ARRAY vs Linked List

MikeTrader · October 30, 2007, 08:10:02 AM

Hello Theo,
I hope it is ok to post in your area?
I would very much like to find out more about dimensioning an ARRAY vs allocating memory for nodes in a linked list.

Typically this becomes noticable for STRING arrays of 10k elements if the individuale strings are around 2k each.

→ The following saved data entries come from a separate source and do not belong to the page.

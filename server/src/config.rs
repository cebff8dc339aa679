use std::{
    path::{Path, PathBuf},
    time::Duration,
};

use clap::ValueEnum;
use common::webhook::InfoResponse;
use serde::Deserialize;
use thiserror::Error;

use crate::{engine::EngineTimeouts, renderer::Palette, surface::SurfaceSize};

#[derive(Debug, Error)]
pub enum ConfigError {
    #[error("读取配置文件 {path} 失败: {source}")]
    Io {
        path: PathBuf,
        source: std::io::Error,
    },
    #[error("配置文件格式错误: {0}")]
    Parse(#[from] toml::de::Error),
    #[error("环境变量 PORT 不是合法端口: {0}")]
    InvalidPort(String),
}

/// 全部配置，每一项都有默认值，配置文件只需要写要改的部分
#[derive(Debug, Clone, Default, Deserialize)]
#[serde(default)]
pub struct DisplayConfig {
    pub server: ServerConfig,
    pub engine: EngineConfig,
    pub surface: SurfaceConfig,
    pub render: RenderConfig,
    pub palette: Palette,
    /// `GET /` 返回的蛇外观
    pub snake: InfoResponse,
}

#[derive(Debug, Clone, Deserialize)]
#[serde(default)]
pub struct ServerConfig {
    pub host: String,
    pub port: u16,
}

impl Default for ServerConfig {
    fn default() -> Self {
        Self {
            host: "0.0.0.0".to_string(),
            port: 5555,
        }
    }
}

#[derive(Debug, Clone, Deserialize)]
#[serde(default)]
pub struct EngineConfig {
    /// 元数据查询地址
    pub api_base: String,
    /// websocket 事件流地址
    pub stream_base: String,
    pub connect_timeout_ms: u64,
    pub request_timeout_ms: u64,
    /// 超过这个时间没有收到消息就放弃这一局
    pub idle_timeout_ms: u64,
}

impl Default for EngineConfig {
    fn default() -> Self {
        let timeouts = EngineTimeouts::default();
        Self {
            api_base: "https://engine.battlesnake.com".to_string(),
            stream_base: "wss://engine.battlesnake.com".to_string(),
            connect_timeout_ms: timeouts.connect.as_millis() as u64,
            request_timeout_ms: timeouts.request.as_millis() as u64,
            idle_timeout_ms: timeouts.idle.as_millis() as u64,
        }
    }
}

impl EngineConfig {
    pub fn timeouts(&self) -> EngineTimeouts {
        EngineTimeouts {
            connect: Duration::from_millis(self.connect_timeout_ms),
            request: Duration::from_millis(self.request_timeout_ms),
            idle: Duration::from_millis(self.idle_timeout_ms),
        }
    }
}

#[derive(Debug, Clone, Copy, PartialEq, Eq, Default, Deserialize, ValueEnum)]
#[serde(rename_all = "lowercase")]
pub enum SurfaceKind {
    /// 在终端里显示
    #[default]
    Terminal,
    /// 只写入内存，不显示
    Memory,
}

#[derive(Debug, Clone, Deserialize)]
#[serde(default)]
pub struct SurfaceConfig {
    pub columns: usize,
    pub rows: usize,
    pub kind: SurfaceKind,
}

impl Default for SurfaceConfig {
    fn default() -> Self {
        // 单块 32x16 点阵屏
        Self {
            columns: 32,
            rows: 16,
            kind: SurfaceKind::Terminal,
        }
    }
}

impl SurfaceConfig {
    pub fn size(&self) -> SurfaceSize {
        SurfaceSize::new(self.columns, self.rows)
    }
}

#[derive(Debug, Clone, Deserialize)]
#[serde(default)]
pub struct RenderConfig {
    /// 同时进行的渲染任务上限
    pub workers: usize,
}

impl Default for RenderConfig {
    fn default() -> Self {
        Self { workers: 4 }
    }
}

impl DisplayConfig {
    /// 没有指定文件时使用默认值，随后应用 `PORT` 环境变量
    pub fn load(path: Option<&Path>) -> Result<Self, ConfigError> {
        let mut config = match path {
            Some(path) => {
                let text = std::fs::read_to_string(path).map_err(|source| ConfigError::Io {
                    path: path.to_path_buf(),
                    source,
                })?;
                Self::from_toml_str(&text)?
            }
            None => Self::default(),
        };
        config.apply_port(std::env::var("PORT").ok())?;
        Ok(config)
    }

    pub fn from_toml_str(text: &str) -> Result<Self, ConfigError> {
        Ok(toml::from_str(text)?)
    }

    fn apply_port(&mut self, port: Option<String>) -> Result<(), ConfigError> {
        if let Some(port) = port {
            self.server.port = port
                .trim()
                .parse()
                .map_err(|_| ConfigError::InvalidPort(port.clone()))?;
        }
        Ok(())
    }
}
use std::{path::PathBuf, time::Duration};

use async_trait::async_trait;
use common::message::{GameInfo, GameInfoResponse};
use futures_util::{StreamExt, stream::BoxStream};
use thiserror::Error;
use tokio::fs::File;
use tokio_tungstenite::{connect_async, tungstenite::Message};
use tokio_util::codec::{FramedRead, LinesCodec};
use tracing::debug;

#[derive(Debug, Clone, Error)]
pub enum StreamError {
    #[error("查询游戏元数据失败: {0}")]
    Lookup(String),
    #[error("无法打开事件流: {0}")]
    Connect(String),
    #[error("事件流读取失败: {0}")]
    Receive(String),
    /// 没有收到 game_end 连接就结束了
    #[error("事件流意外关闭")]
    Closed,
}

/// 一局游戏的原始消息流，每一项是一条 JSON 文本
pub type EventStream = BoxStream<'static, Result<String, StreamError>>;

/// 远端引擎的各项超时
#[derive(Debug, Clone, Copy, PartialEq, Eq)]
pub struct EngineTimeouts {
    /// 建立 TCP 或 websocket 连接
    pub connect: Duration,
    /// 一次元数据查询的总耗时
    pub request: Duration,
    /// 事件流两条消息之间的最长间隔
    pub idle: Duration,
}

impl Default for EngineTimeouts {
    fn default() -> Self {
        Self {
            connect: Duration::from_secs(5),
            request: Duration::from_secs(10),
            idle: Duration::from_secs(30),
        }
    }
}

/// 远端游戏引擎
#[async_trait]
pub trait GameEngine: Send + Sync {
    async fn fetch_game(&self, game_id: &str) -> Result<GameInfo, StreamError>;

    async fn open_stream(&self, game_id: &str) -> Result<EventStream, StreamError>;

    /// 查询、连接以及等待下一条消息各自的时间上限，None 表示一直等待
    fn idle_timeout(&self) -> Option<Duration> {
        None
    }
}

/// 通过 HTTP 查询元数据、通过 websocket 订阅事件的引擎
pub struct HttpGameEngine {
    client: reqwest::Client,
    api_base: String,
    stream_base: String,
    timeouts: EngineTimeouts,
}

impl HttpGameEngine {
    pub fn new(
        api_base: impl Into<String>,
        stream_base: impl Into<String>,
        timeouts: EngineTimeouts,
    ) -> reqwest::Result<Self> {
        let client = reqwest::Client::builder()
            .connect_timeout(timeouts.connect)
            .timeout(timeouts.request)
            .build()?;
        Ok(Self {
            client,
            api_base: api_base.into(),
            stream_base: stream_base.into(),
            timeouts,
        })
    }
}

#[async_trait]
impl GameEngine for HttpGameEngine {
    async fn fetch_game(&self, game_id: &str) -> Result<GameInfo, StreamError> {
        let url = format!("{}/games/{}", self.api_base.trim_end_matches('/'), game_id);
        let response = self
            .client
            .get(&url)
            .send()
            .await
            .and_then(|response| response.error_for_status())
            .map_err(|e| StreamError::Lookup(e.to_string()))?;
        let info: GameInfoResponse = response
            .json()
            .await
            .map_err(|e| StreamError::Lookup(e.to_string()))?;
        Ok(info.game)
    }

    async fn open_stream(&self, game_id: &str) -> Result<EventStream, StreamError> {
        let url = format!(
            "{}/games/{}/events",
            self.stream_base.trim_end_matches('/'),
            game_id
        );
        let (socket, _) = tokio::time::timeout(self.timeouts.connect, connect_async(url.as_str()))
            .await
            .map_err(|_| StreamError::Connect(format!("连接 {} 超时", url)))?
            .map_err(|e| StreamError::Connect(e.to_string()))?;
        debug!("[HttpGameEngine] 已连接 {}", url);
        let stream = socket.filter_map(|message| async move {
            match message {
                Ok(Message::Text(text)) => Some(Ok(text)),
                Ok(Message::Binary(bytes)) => Some(
                    String::from_utf8(bytes).map_err(|e| StreamError::Receive(e.to_string())),
                ),
                // ping/pong 由 tungstenite 自动处理，close 之后流会自然结束
                Ok(_) => None,
                Err(e) => Some(Err(StreamError::Receive(e.to_string()))),
            }
        });
        Ok(stream.boxed())
    }

    fn idle_timeout(&self) -> Option<Duration> {
        Some(self.timeouts.idle)
    }
}

/// 从按行保存的 JSON 文件回放事件流，用于离线调试
pub struct ReplayEngine {
    path: PathBuf,
    game: GameInfo,
    interval: Duration,
}

impl ReplayEngine {
    pub fn new(path: impl Into<PathBuf>, game: GameInfo, interval: Duration) -> Self {
        Self {
            path: path.into(),
            game,
            interval,
        }
    }
}

#[async_trait]
impl GameEngine for ReplayEngine {
    async fn fetch_game(&self, _game_id: &str) -> Result<GameInfo, StreamError> {
        Ok(self.game.clone())
    }

    async fn open_stream(&self, _game_id: &str) -> Result<EventStream, StreamError> {
        let file = File::open(&self.path)
            .await
            .map_err(|e| StreamError::Connect(format!("{}: {}", self.path.display(), e)))?;
        let interval = self.interval;
        let lines = FramedRead::new(file, LinesCodec::new())
            .filter(|line| {
                let keep = !matches!(line, Ok(text) if text.trim().is_empty());
                async move { keep }
            })
            .then(move |line| async move {
                tokio::time::sleep(interval).await;
                line.map_err(|e| StreamError::Receive(e.to_string()))
            });
        Ok(lines.boxed())
    }
}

I would like to know if using a Linked List of Strings is significantly different in speed when created like this:

Code Select


'¤¤¤¤¤¤¤¤¤¤¤¤¤¤¤¤¤¤¤¤¤¤¤¤¤¤¤¤¤¤¤¤¤¤¤¤¤¤¤¤¤¤¤¤¤¤¤¤¤¤¤¤¤¤¤¤¤¤¤¤¤¤¤¤¤¤¤¤¤¤¤¤¤¤¤¤¤¤
FUNCTION llbAdd ALIAS "llbAdd" ( BYVAL pFirst AS LINKED_LIST_TYPE PTR, BYVAL sData AS STRING ) EXPORT AS DWORD 

' Creates a linked list node of BINARY sData AS STRING (CHR$(0) are ok) and adds it to the end of the linked list

  LOCAL pNext, pLast AS LINKED_LIST_TYPE PTR    
     
    IF gLenllType = 0 THEN gLenllType = LEN(@pNext) ' Set once            

    pNext = GetMem(gLenllType) ' Allocate the memory for the linked list node
    IF pNext = 0 THEN  
      gsllLastError = "Node GetMem Failed in llbAdd()"
      FUNCTION = -1 
      EXIT FUNCTION  
    END IF
                
    @pNext.DataLen = LEN(sData)

    @pNext.pData = GetMem(@pNext.DataLen) ' Allocate the memory for the Asciiz Data string
    IF @pNext.pData = 0 THEN 
      gsllLastError = "Data GetMem Failed in llbAdd()"
      FreeMem pNext
      FUNCTION = -2
      EXIT FUNCTION
    END IF
       
    CopyMemory @pNext.pData, BYVAL STRPTR(sData), @pNext.DataLen 
               
    IF pFirst THEN 
      pLast = llFindLast(BYVAL pFirst) ' Find Last Node
      IF pLast THEN @pLast.pNext = pNext 
      FUNCTION = pFirst ' Return the sent first node 
    ELSE 
      FUNCTION = pNext ' Return the new first node 
    END IF

END FUNCTION  
              


'¤¤¤¤¤¤¤¤¤¤¤¤¤¤¤¤¤¤¤¤¤¤¤¤¤¤¤¤¤¤¤¤¤¤¤¤¤¤¤¤¤¤¤¤¤¤¤¤¤¤¤¤¤¤¤¤¤¤¤¤¤¤¤¤¤¤¤¤¤¤¤¤¤¤¤¤¤¤
FUNCTION llFindLast ALIAS "llFindLast" ( BYVAL pFirst AS LINKED_LIST_TYPE PTR ) EXPORT AS DWORD 
' Returns a pointer to the last node in the list

  LOCAL pLast AS LINKED_LIST_TYPE PTR    

    IF pFirst = 0 THEN '
      FUNCTION = 0 
      EXIT FUNCTION
    END IF

    pLast = pFirst
    DO UNTIL @pLast.pNext = 0 ' Search through the nodes looking for the one with pNext NOT set
       pLast = @pLast.pNext ' Return the one before
    LOOP
    FUNCTION = pLast 


END FUNCTION 

'¤¤¤¤¤¤¤¤¤¤¤¤¤¤¤¤¤¤¤¤¤¤¤¤¤¤¤¤¤¤¤¤¤¤¤¤¤¤¤¤¤¤¤¤¤¤¤¤¤¤¤¤¤¤¤¤¤¤¤¤¤¤¤¤¤¤¤¤¤¤¤¤¤¤¤¤¤¤
FUNCTION GetMem( BYVAL iBytes AS DWORD ) AS DWORD

  LOCAL pMem AS DWORD  
  
    pMem = GlobalAlloc(%GMEM_FIXED OR %GMEM_ZEROINIT, iBytes) ' Allocates fixed memory. Initializes memory contents to zero
    IF pMem THEN  
      FUNCTION = pMem 
  
    ELSE ' Try Again
      pMem = GlobalAlloc(%GMEM_FIXED OR %GMEM_ZEROINIT, iBytes)
      IF pMem THEN 
        FUNCTION = pMem ' "Success this time"
      ELSE 
        FUNCTION = -1 ' "GetMem FAILURE AGAIN"
      END IF
    END IF 

END FUNCTION

If we leave out the overhead of COPYMEMORY() and llFindLast() for the sake of discussion, is the allocation of memory for the node faster or slower than using DIM MyArray(9999)?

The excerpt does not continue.